@izzion said in Windows 10 reinstall:
This is normal, long term Windows installer behavior, and frankly the most correct behavior. Unless you tell Windows during setup to configure a partition on a drive, it will not try to create a partition on the drive or otherwise mount the drive during setup, waiting until you can use Disk Management during the full OS to tell it how to handle the drive (assign it a letter, reformat it, etc etc).
I deleted old partition, created new one and formatted it.
After installation the drive was not visible and there was no indication that it's connected at all. If this is correct behavior, it surely is not intuitive.
Local accounts (even via a Microsoft account) have Security Identifiers (SIDs) that are based on the install GUID of the system. Installing a new system and recreating the same account names will result in different SIDs, since they were created in different systems.

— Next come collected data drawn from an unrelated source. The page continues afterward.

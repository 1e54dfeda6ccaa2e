//! Configuration for the proxycheck CLI.

use crate::options::RequestOptions;
use serde::{Deserialize, Serialize};

/// Root configuration.
#[derive(Debug, Clone, Deserialize, Serialize)]
pub struct Config {
    /// API key (supports ${ENV_VAR} syntax). Empty uses the free tier.
    #[serde(default)]
    pub api_key: String,

    /// Request timeout in milliseconds.
    #[serde(default = "default_timeout")]
    pub timeout_ms: u64,

    /// Query options applied to every lookup.
    #[serde(default)]
    pub options: RequestOptions,

    /// Local result cache.
    #[serde(default)]
    pub cache: CacheConfig,
}

impl Default for Config {
    fn default() -> Self {
        Self {
            api_key: String::new(),
            timeout_ms: default_timeout(),
            options: RequestOptions::default(),
            cache: CacheConfig::default(),
        }
    }
}

fn default_timeout() -> u64 {
    5000
}

/// Local cache settings.
#[derive(Debug, Clone, Deserialize, Serialize)]
pub struct CacheConfig {
    /// Enable the in-memory result cache.
    #[serde(default = "default_true")]
    pub enabled: bool,

    /// Entry TTL in seconds.
    #[serde(default = "default_cache_ttl")]
    pub ttl_seconds: u64,

    /// Maximum number of cached entries.
    #[serde(default = "default_max_entries")]
    pub max_entries: usize,
}

impl Default for CacheConfig {
    fn default() -> Self {
        Self {
            enabled: true,
            ttl_seconds: default_cache_ttl(),
            max_entries: default_max_entries(),
        }
    }
}

fn default_cache_ttl() -> u64 {
    3600
}

fn default_max_entries() -> usize {
    10000
}

fn default_true() -> bool {
    true
}

impl Config {
    /// Load configuration from a YAML file.
    pub fn load(path: &std::path::Path) -> anyhow::Result<Self> {
        let content = std::fs::read_to_string(path)?;
        let expanded = expand_env_vars(&content);
        let config: Config = serde_yaml::from_str(&expanded)?;
        config.validate()?;
        Ok(config)
    }

    /// Validate configuration.
    pub fn validate(&self) -> anyhow::Result<()> {
        if self.timeout_ms == 0 {
            anyhow::bail!("timeout_ms must be greater than 0");
        }

        // The API accepts a day window between 1 and 60
        if self.options.day_limit == 0 || self.options.day_limit > 60 {
            anyhow::bail!(
                "options.day_limit ({}) must be between 1 and 60",
                self.options.day_limit
            );
        }

        if self.cache.enabled && self.cache.max_entries == 0 {
            anyhow::bail!("cache.max_entries must be greater than 0 when the cache is enabled");
        }

        Ok(())
    }

    /// Generate example configuration YAML.
    pub fn example() -> String {
        r#"# proxycheck.io client configuration

# API key; empty uses the unauthenticated free tier
api_key: "${PROXYCHECK_API_KEY}"

# Request timeout
timeout_ms: 5000

# Query options applied to every lookup
options:
  use_tls: true                # Query over HTTPS
  include_vpn: false           # VPN detection
  include_asn: false           # ASN of the owning network
  include_node: false          # Report the answering node
  include_time: false          # Report the server-side query time
  use_inference: true          # Real-time inference engine
  include_port: false          # Port the proxy was last seen on
  include_last_seen: false     # When the proxy was last seen
  day_limit: 7                 # Restrict results to the last N days (1-60)
  risk_level: disabled         # disabled, score, or scoreandhistory

# Local result cache
cache:
  enabled: true
  ttl_seconds: 3600            # Cache results for 1 hour
  max_entries: 10000
"#
        .to_string()
    }
}

/// Expand environment variables in the format ${VAR_NAME}.
fn expand_env_vars(content: &str) -> String {
    let mut result = content.to_string();
    let re = regex::Regex::new(r"\$\{([^}]+)\}").unwrap();

    for cap in re.captures_iter(content) {
        let var_name = &cap[1];
        let var_value = std::env::var(var_name).unwrap_or_default();
        result = result.replace(&cap[0], &var_value);
    }

    result
}

#[cfg(test)]
mod tests {
    use super::*;
    use crate::options::RiskLevel;

    #[test]
    fn test_default_config() {
        let config = Config::default();
        assert!(config.api_key.is_empty());
        assert_eq!(config.timeout_ms, 5000);
        assert!(config.cache.enabled);
        assert_eq!(config.cache.ttl_seconds, 3600);
    }

    #[test]
    fn test_parse_config_yaml() {
        let yaml = r#"
api_key: "abc123"
timeout_ms: 2500

options:
  use_tls: true
  include_vpn: true
  day_limit: 30
  risk_level: score

cache:
  enabled: false
"#;
        let config: Config = serde_yaml::from_str(yaml).unwrap();
        assert_eq!(config.api_key, "abc123");
        assert_eq!(config.timeout_ms, 2500);
        assert!(config.options.use_tls);
        assert!(config.options.include_vpn);
        assert!(config.options.use_inference); // serde default
        assert_eq!(config.options.day_limit, 30);
        assert_eq!(config.options.risk_level, RiskLevel::Score);
        assert!(!config.cache.enabled);
    }

    #[test]
    fn test_empty_yaml_uses_defaults() {
        let config: Config = serde_yaml::from_str("{}").unwrap();
        assert_eq!(config.timeout_ms, 5000);
        assert_eq!(config.options.day_limit, 7);
        assert!(config.validate().is_ok());
    }

    #[test]
    fn test_validate_day_limit() {
        let mut config: Config = serde_yaml::from_str("{}").unwrap();
        config.options.day_limit = 0;
        assert!(config.validate().is_err());

        config.options.day_limit = 61;
        assert!(config.validate().is_err());

        config.options.day_limit = 60;
        assert!(config.validate().is_ok());
    }

    #[test]
    fn test_validate_timeout() {
        let mut config: Config = serde_yaml::from_str("{}").unwrap();
        config.timeout_ms = 0;
        assert!(config.validate().is_err());
    }

    #[test]
    fn test_expand_env_vars() {
        std::env::set_var("TEST_PROXYCHECK_KEY", "secret123");
        let input = "api_key: \"${TEST_PROXYCHECK_KEY}\"";
        let result = expand_env_vars(input);
        assert_eq!(result, "api_key: \"secret123\"");
        std::env::remove_var("TEST_PROXYCHECK_KEY");
    }

    #[test]
    fn test_expand_env_vars_missing() {
        let input = "api_key: \"${NONEXISTENT_VAR}\"";
        let result = expand_env_vars(input);
        assert_eq!(result, "api_key: \"\"");
    }

    #[test]
    fn test_example_config_parses_and_validates() {
        let config: Config = serde_yaml::from_str(&expand_env_vars(&Config::example())).unwrap();
        assert!(config.validate().is_ok());
        assert!(config.options.use_tls);
    }
}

Most other major applications (Microsoft SQL server) also behave this way - and that should be the most expected behavior, in my opinion, so someone can't just set up a different SQL server and suddenly impersonate all your users with the password of the new server (thus bypassing having to know the password on the old server). Obviously, for a local installation, physical access is root access and you can easily bypass the security to regain control of your files.
Why do I have to 'regain' access if I'm the user that created those files, plus I'm the system administrator that can take ownership with two clicks? Why the 'access denied' stupidity, it makes no sense.
Hrm, that error is "access is denied"... I wonder if something funky happened with the permissions of your AppData folders when you moved them around. Can you install any other Windows Store app that you install by "choice" (as opposed to the ones WU "helps" you with)?
No, it happened before I moved AppData folders.
Applies to Windows 8, but might be relevant for Windows 10 (might not be, YMMV...)
There's a new version of this troubleshooter, for W10. It didn't help.